AN3: This is the second chapter I've started today. Well, the more reviews I get, the faster I write this story! Okay! FF7 is owned by Squaresoft, and Laura is owned by LadyTifa 26! GOT IT?!


"GIMME BACK THE PAPER!", yelled Rachel. "But yeah, here are your parts! Cid, you are NOT the king. Reeve, you are.

"Fine with me.", said Reeve.

"And Tifa, you didn't quite make it as princess, so you are the court advisor."

"Whatever.", said Tifa.

"Um, Scarlet?"

"What?", asked Scarlet.

"Were you having a slapping rematch with Tifa? Forget it, she won back on the Sister Ray."

"I WILL HAVE MY REVENGE!", shouted Scarlet.

"Anyway, you are the evil step-mother, as well as Heideggar and Palmer. Don Corneo, you're the understudy for either of them. And yeah, this is gonna be great.

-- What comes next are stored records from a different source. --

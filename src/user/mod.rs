//! Simulated user.
//!
//! # Responsibilities
//! - Pick a task by weight, run its GETs in order, record each outcome
//! - Sleep the profile's think time between tasks
//! - Stop promptly on shutdown, mid-request or mid-wait

use std::sync::Arc;
use rand::rngs::StdRng;
use rand::SeedableRng;
use tokio::sync::broadcast;

use crate::client::{RequestOutcome, RequestSink};
use crate::profile::UserProfile;
use crate::selector::{SelectorError, TaskSelector};
use crate::swarm::RunTally;

/// What one task invocation did.
#[derive(Debug, Clone, PartialEq, Eq)]
pub struct TaskRun {
    pub task: &'static str,
    pub requests: Vec<(&'static str, RequestOutcome)>,
}

/// One virtual user bound to a profile.
pub struct SimulatedUser<S: RequestSink> {
    id: usize,
    profile: &'static UserProfile,
    selector: TaskSelector,
    rng: StdRng,
    sink: Arc<S>,
    tally: Arc<RunTally>,
}

impl<S: RequestSink> SimulatedUser<S> {
    /// Build a user. A `seed` makes its task and path choices reproducible.
    pub fn new(
        id: usize,
        profile: &'static UserProfile,
        seed: Option<u64>,
        sink: Arc<S>,
        tally: Arc<RunTally>,
    ) -> Result<Self, SelectorError> {
        let selector = TaskSelector::new(&profile.task_weights())?;
        let rng = match seed {
            Some(seed) => StdRng::seed_from_u64(seed),
            None => StdRng::from_entropy(),
        };
        Ok(Self {
            id,
            profile,
            selector,
            rng,
            sink,
            tally,
        })
    }

    /// Select and run a single task.
    pub async fn run_once(&mut self) -> TaskRun {
        let task = &self.profile.tasks[self.selector.select(&mut self.rng)];
        let plan = task.plan(&mut self.rng);
        self.tally.record_task();

        let mut requests = Vec::with_capacity(plan.len());
        for path in plan {
            let outcome = self.sink.get(path).await;
            self.tally.record(&outcome, task.expects_error);

            match outcome {
                RequestOutcome::Status { code, elapsed } if outcome.is_error_status() && !task.expects_error => {
                    tracing::warn!(user = self.id, task = task.name, path = %path, status = code, elapsed_ms = elapsed.as_millis() as u64, "Error status");
                }
                RequestOutcome::Status { code, elapsed } => {
                    tracing::debug!(user = self.id, task = task.name, path = %path, status = code, elapsed_ms = elapsed.as_millis() as u64, "Request complete");
                }
                RequestOutcome::Failed { kind, elapsed } => {
                    tracing::warn!(user = self.id, task = task.name, path = %path, error = kind.as_str(), elapsed_ms = elapsed.as_millis() as u64, "Request failed");
                }
            }
            requests.push((path, outcome));
        }

        TaskRun {
            task: task.name,
            requests,
        }
    }

    /// Loop task → wait until shutdown is signalled.
    pub async fn run(mut self, mut shutdown: broadcast::Receiver<()>) {
        tracing::info!(user = self.id, profile = self.profile.name, "Starting load test user");

        loop {
            tokio::select! {
                _ = shutdown.recv() => break,
                _ = self.run_once() => {}
            }

            let wait = self.profile.wait.sample(&mut self.rng);
            tokio::select! {
                _ = shutdown.recv() => break,
                _ = tokio::time::sleep(wait) => {}
            }
        }

        tracing::debug!(user = self.id, profile = self.profile.name, "User stopped");
    }
}

#[cfg(test)]
mod tests {
    use super::*;
    use std::sync::Mutex;
    use std::time::Duration;
    use crate::client::FailureKind;
    use crate::paths::{MISSING_ASSETS, KNOWN_ROUTES, MISSING_PAGES, PROXY_ROUTES};
    use crate::profile::{POWER_USER, SLOW_USER, STANDARD_USER};

    /// Records every path and answers like the demo app: 200 for known routes, 404 otherwise.
    #[derive(Default)]
    struct RecordingSink {
        paths: Mutex<Vec<&'static str>>,
    }

    impl RecordingSink {
        fn paths(&self) -> Vec<&'static str> {
            self.paths.lock().unwrap().clone()
        }
    }

    impl RequestSink for RecordingSink {
        async fn get(&self, path: &'static str) -> RequestOutcome {
            self.paths.lock().unwrap().push(path);
            let code = if KNOWN_ROUTES.contains(path) { 200 } else { 404 };
            RequestOutcome::Status { code, elapsed: Duration::from_millis(1) }
        }
    }

    struct DownSink;

    impl RequestSink for DownSink {
        async fn get(&self, _path: &'static str) -> RequestOutcome {
            RequestOutcome::Failed { kind: FailureKind::Connect, elapsed: Duration::ZERO }
        }
    }

    fn user<S: RequestSink>(profile: &'static UserProfile, sink: Arc<S>, tally: Arc<RunTally>) -> SimulatedUser<S> {
        SimulatedUser::new(0, profile, Some(17), sink, tally).unwrap()
    }

    #[tokio::test]
    async fn test_slow_user_issues_two_ordered_gets() {
        let sink = Arc::new(RecordingSink::default());
        let tally = Arc::new(RunTally::new());
        let mut slow = user(&SLOW_USER, sink.clone(), tally.clone());

        let run = slow.run_once().await;
        assert_eq!(run.task, "slow_browsing");

        let paths = sink.paths();
        assert_eq!(paths.len(), 2);
        assert_eq!(paths[0], "/");
        assert!(PROXY_ROUTES.contains(paths[1]));
        assert_eq!(tally.snapshot().requests, 2);
        assert_eq!(tally.snapshot().tasks, 1);
    }

    #[tokio::test]
    async fn test_standard_user_stays_in_catalogue() {
        let sink = Arc::new(RecordingSink::default());
        let tally = Arc::new(RunTally::new());
        let mut standard = user(&STANDARD_USER, sink.clone(), tally.clone());

        for _ in 0..1_000 {
            let run = standard.run_once().await;
            assert_eq!(run.requests.len(), 1);
            let (path, outcome) = run.requests[0];
            match run.task {
                "visit_random_404" => assert!(MISSING_PAGES.contains(path)),
                "simulate_browser_assets" => assert!(MISSING_ASSETS.contains(path)),
                _ => assert!(KNOWN_ROUTES.contains(path), "{} from {}", path, run.task),
            }
            assert_eq!(outcome.is_error_status(), !KNOWN_ROUTES.contains(path));
        }

        let snap = tally.snapshot();
        assert_eq!(snap.requests, 1_000);
        assert_eq!(snap.unexpected_errors, 0);
        assert!(snap.expected_errors > 0);
        assert_eq!(snap.success + snap.expected_errors, 1_000);
    }

    #[tokio::test]
    async fn test_failures_do_not_stop_the_user() {
        let tally = Arc::new(RunTally::new());
        let mut power = user(&POWER_USER, Arc::new(DownSink), tally.clone());
        for _ in 0..3 {
            power.run_once().await;
        }
        assert_eq!(tally.snapshot().transport_failures, 3);
    }

    #[tokio::test(start_paused = true)]
    async fn test_run_stops_on_shutdown() {
        let sink = Arc::new(RecordingSink::default());
        let tally = Arc::new(RunTally::new());
        let power = user(&POWER_USER, sink.clone(), tally.clone());

        let (tx, rx) = broadcast::channel(1);
        let handle = tokio::spawn(power.run(rx));

        // Power users wait 0.5..2s, so ten seconds covers several iterations.
        tokio::time::sleep(Duration::from_secs(10)).await;
        tx.send(()).unwrap();
        handle.await.unwrap();

        let done = tally.snapshot().requests;
        assert!(done >= 5, "only {} requests", done);
        assert!(sink.paths().iter().all(|p| KNOWN_ROUTES.contains(p)));
    }

    #[test]
    fn test_same_seed_same_choices() {
        let tally = Arc::new(RunTally::new());
        let mut a = user(&STANDARD_USER, Arc::new(RecordingSink::default()), tally.clone());
        let mut b = user(&STANDARD_USER, Arc::new(RecordingSink::default()), tally);
        let rt = tokio::runtime::Builder::new_current_thread().build().unwrap();
        let left: Vec<_> = (0..20).map(|_| rt.block_on(a.run_once()).task).collect();
        let right: Vec<_> = (0..20).map(|_| rt.block_on(b.run_once()).task).collect();
        assert_eq!(left, right);
    }
}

YOU TWO ARE PLAYING WOMEN!"

"Shut up. . .", said Palmer. "Just no polyester in the dress. It chafes my skin. . ."

"Yeah. . .", said Rachel. "Anyway, Yuffie, let's see. . . Deciding your part was hard. . . Oh well, you can be the ninja/messenger who invites the people and maybe any other part."

"Right-o!", said Yuffie.

"Aeris, you are Cinderella."

"Hey! Cool!", said Aeris. "But Tifa was pretty good, too."

"Yeah, but I figured you would look more pitiful."

"Oh."

"YEAH! Moving on, Barret, you are the driver of the carriage. Which means. . ."

"What?"

"Since this is the Disney version, that means you are a mouse in the beginning. . ."

"A MOUSE?!"
"Sorry dude! That's all I got!"

"Grrr. . ."

"Lucrecia, as I understand, you are working on the set?"

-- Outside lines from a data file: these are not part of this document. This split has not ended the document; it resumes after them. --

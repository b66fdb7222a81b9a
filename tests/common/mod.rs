//! Shared utilities for integration testing.

use std::net::SocketAddr;
use std::sync::{Arc, Mutex};
use tokio::io::{AsyncReadExt, AsyncWriteExt};
use tokio::net::TcpListener;

use route_swarm::paths::{MISSING_ASSETS, KNOWN_ROUTES, MISSING_PAGES};

/// Paths the mock target has been asked for, in arrival order.
pub type Recorded = Arc<Mutex<Vec<String>>>;

/// Start a mock of the demo app on an ephemeral port.
///
/// Known routes answer 200, anything else 404, like the app's catch-all.
pub async fn start_mock_target() -> (SocketAddr, Recorded) {
    let listener = TcpListener::bind("127.0.0.1:0").await.unwrap();
    let addr = listener.local_addr().unwrap();
    let recorded: Recorded = Arc::new(Mutex::new(Vec::new()));
    let log = recorded.clone();

    tokio::spawn(async move {
        loop {
            match listener.accept().await {
                Ok((mut socket, _)) => {
                    let log = log.clone();
                    tokio::spawn(async move {
                        let Some(path) = read_request_path(&mut socket).await else {
                            return;
                        };
                        log.lock().unwrap().push(path.clone());

                        let (status, body) = if KNOWN_ROUTES.contains(&path) {
                            ("200 OK", format!("Hello from {}", path))
                        } else {
                            ("404 Not Found", "404 - Page not found".to_string())
                        };
                        let response = format!(
                            "HTTP/1.1 {}\r\nContent-Type: text/plain\r\nContent-Length: {}\r\nConnection: close\r\n\r\n{}",
                            status,
                            body.len(),
                            body
                        );
                        let _ = socket.write_all(response.as_bytes()).await;
                        let _ = socket.shutdown().await;
                    });
                }
                Err(_) => break,
            }
        }
    });

    (addr, recorded)
}

async fn read_request_path(socket: &mut tokio::net::TcpStream) -> Option<String> {
    let mut buf = Vec::with_capacity(1024);
    let mut chunk = [0u8; 1024];
    while !buf.windows(4).any(|w| w == b"\r\n\r\n") {
        let n = socket.read(&mut chunk).await.ok()?;
        if n == 0 || buf.len() > 16 * 1024 {
            return None;
        }
        buf.extend_from_slice(&chunk[..n]);
    }
    let head = String::from_utf8_lossy(&buf);
    let request_line = head.lines().next()?;
    let mut parts = request_line.split_whitespace();
    let _method = parts.next()?;
    parts.next().map(str::to_string)
}

/// True if `path` appears anywhere in the built-in catalogue.
#[allow(dead_code)]
pub fn in_catalogue(path: &str) -> bool {
    KNOWN_ROUTES.contains(path) || MISSING_PAGES.contains(path) || MISSING_ASSETS.contains(path)
}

"Yep!", said Lucrecia. "That's me! I'm already working on the lights and stuff."

"Okay then. Sadie, you'll be working with her. And you too, um. . .Konoshi?"

"Yeah, that's me.", said a girl in a black tank top with a pink heart in the middle, and silver hair with pink highlights.

"You are working on the set. You will be working with Holly. . ."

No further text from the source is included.